A panel of corporate real estate leaders and C-Suite members said today at the  CoreNet Global North America Virtual Summit that taking measures to avoid employee burnout  and anxiety driven by the pandemic is a key priority and will be one of the crisis’ lasting legacies. 

The panel was moderated by Bill Knightly, Chief Executive, Global Occupier Services, Cushman & Wakefield and included: 

  • Martyn Curragh, Chief Financial Officer, PwC
  • Chano Fernandez, Co-CEO, Workday
  • Anna Levine, Chief Commercial Officer, Industrious
  • Stephen Parker. Chief Human Resources Officer, A.T. Kearney

“Mental health issue has become prevalent in so many places,” Parker said. “(We’ve) too easily converted every nano second of our employees’ lives into productivity.”

The great work from home experiment has succeeded in many ways, but it has also blurred the lines between when an employee should and should not be working. 

Levine said a recent Gartner report said that the average employee’s capacity to adapt to change has been cut in half, which provides a scope of the chronic stress that we are all carrying.

“Leaders are not immune either, we have to check in with ourselves. Be real with yourself about how you are doing.”

“We need to triple down on giving people permission to do the things leaders can do, so that encouragement doesn’t ring hollow. Take time to yourself, take care of yourself. Don’t just offer advice that you know you can take only because you have ultimate freedom as a leader,” Fernandez said.

The panelists also said that post-pandemic, office space will be built and designed based on the functions that are needed, rather than having the space configured after it is built. The office will return, they say, but it will be more focused on a place for collaboration and team work. And most companies will adopt a hybrid model of remote and office work.
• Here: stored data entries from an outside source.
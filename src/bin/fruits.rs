//! Reads a fruit count, the fruit weights and a carrying limit, then prints
//! how many rounds it takes to empty the basket.

use std::path::PathBuf;

use anyhow::{Context, Result};
use clap::Parser;
use rust_priority_queue::fruits::{count_rounds, parse_basket};
use rust_priority_queue::input::read_source;

#[derive(Parser, Debug)]
#[command(version, about, long_about = None)]
struct Args {
    /// File to read the basket from. Reads stdin when absent.
    #[arg(short, long)]
    input: Option<PathBuf>,

    /// Print progress to stderr
    #[arg(short, long)]
    verbose: bool,
}

fn main() -> Result<()> {
    let args = Args::parse();

    let text = read_source(args.input.as_deref()).with_context(|| match &args.input {
        Some(path) => format!("failed to read {}", path.display()),
        None => "failed to read stdin".to_string(),
    })?;
    let basket = parse_basket(&text).context("invalid basket")?;
    if args.verbose {
        eprintln!(
            "read {} fruits, carrying limit {}",
            basket.fruits.len(),
            basket.limit
        );
    }

    let rounds = count_rounds(&basket).context("basket cannot be emptied")?;
    println!("{}", rounds);

    Ok(())
}
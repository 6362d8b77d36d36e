//! Binary-Heap Priority Queue for Rust
//!
//! This crate provides a binary heap whose ordering is a predicate chosen at
//! runtime, plus two small programs built on top of it.
//!
//! # Features
//!
//! - **[`PriorityQueue`](binary::PriorityQueue)**: O(log n) push and pop, O(1) top,
//!   O(n) bulk loading via bottom-up heapify, and in-place `increase_key`
//! - **Ordering predicates**: natural (min-heap), reversed (max-heap) and
//!   key-based orderings in [`ordering`]
//! - **Request scheduling**: greedy selection of non-overlapping meeting requests
//! - **Fruit basket**: round counting for the "carry the heaviest fruits" puzzle
//!
//! Empty-heap accesses and invalid priority increases are reported through
//! [`HeapError`] instead of panicking.
//!
//! # Example
//!
//! ```rust
//! use rust_priority_queue::binary::PriorityQueue;
//! use rust_priority_queue::{Heap, HeapError, IncreaseKeyHeap};
//!
//! let mut heap = PriorityQueue::new();
//! heap.fill([5, 3, 8]);
//! heap.increase_key(&8, 1).unwrap();
//!
//! assert_eq!(heap.pop(), Ok(1));
//! assert_eq!(heap.pop(), Ok(3));
//! assert_eq!(heap.pop(), Ok(5));
//! assert_eq!(heap.pop(), Err(HeapError::Empty));
//! ```

pub mod binary;
pub mod fruits;
pub mod input;
pub mod ordering;
pub mod scheduling;
pub mod traits;

// Re-export the main traits for convenience
pub use traits::{Heap, HeapError, IncreaseKeyHeap};
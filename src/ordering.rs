//! Ordering predicates for [`PriorityQueue`]
//!
//! A predicate `before(a, b)` returns true when `a` has strictly higher
//! priority than `b`. It must behave like a strict weak ordering (`a < b`
//! style, never `a <= b`), otherwise equal elements would be swapped back and
//! forth and `increase_key` would reject equal replacements.
//!
//! # Example
//!
//! ```rust
//! use rust_priority_queue::Heap;
//! use rust_priority_queue::binary::PriorityQueue;
//! use rust_priority_queue::ordering::{by_key, max_queue};
//!
//! let mut largest = max_queue(3);
//! largest.fill([3, 9, 4]);
//! assert_eq!(largest.top(), Ok(&9));
//!
//! let mut shortest = PriorityQueue::with_order(by_key(|s: &String| s.len()));
//! shortest.push("three".to_string());
//! shortest.push("one".to_string());
//! assert_eq!(shortest.pop().as_deref(), Ok("one"));
//! ```

use crate::binary::PriorityQueue;

/// Natural ordering: smaller elements first (a min-heap)
pub fn natural<T: Ord>(a: &T, b: &T) -> bool {
    a < b
}

/// Reversed natural ordering: larger elements first (a max-heap)
pub fn reversed<T: Ord>(a: &T, b: &T) -> bool {
    a > b
}

/// Orders elements by the key `key` extracts, smallest key first
pub fn by_key<T, K, G>(key: G) -> impl Fn(&T, &T) -> bool + Clone
where
    K: Ord,
    G: Fn(&T) -> K + Clone,
{
    move |a: &T, b: &T| key(a) < key(b)
}

/// Orders elements by the key `key` extracts, largest key first
pub fn by_key_reversed<T, K, G>(key: G) -> impl Fn(&T, &T) -> bool + Clone
where
    K: Ord,
    G: Fn(&T) -> K + Clone,
{
    move |a: &T, b: &T| key(a) > key(b)
}

/// Creates an empty queue that pops its smallest element first
pub fn min_queue<T: Ord>(capacity: usize) -> PriorityQueue<T> {
    PriorityQueue::with_capacity_and_order(capacity, natural::<T>)
}

/// Creates an empty queue that pops its largest element first
///
/// The ordering lives in the value, not the type: a `PriorityQueue<T>` built
/// through [`PriorityQueue::new`] or `collect` is always a min-heap.
pub fn max_queue<T: Ord>(capacity: usize) -> PriorityQueue<T> {
    PriorityQueue::with_capacity_and_order(capacity, reversed::<T>)
}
“We’ll see a concentration of the purpose: What am I solving for, as opposed to, ‘we have the space how should we use it?’  We may get better outcomes because we’ll be more intentional about what we want in the first place,” Levine said. And flexibility will be key. “The pandemic has accelerated so many things that were already underway. This idea of the office as a zero sum game has shifted overnight.”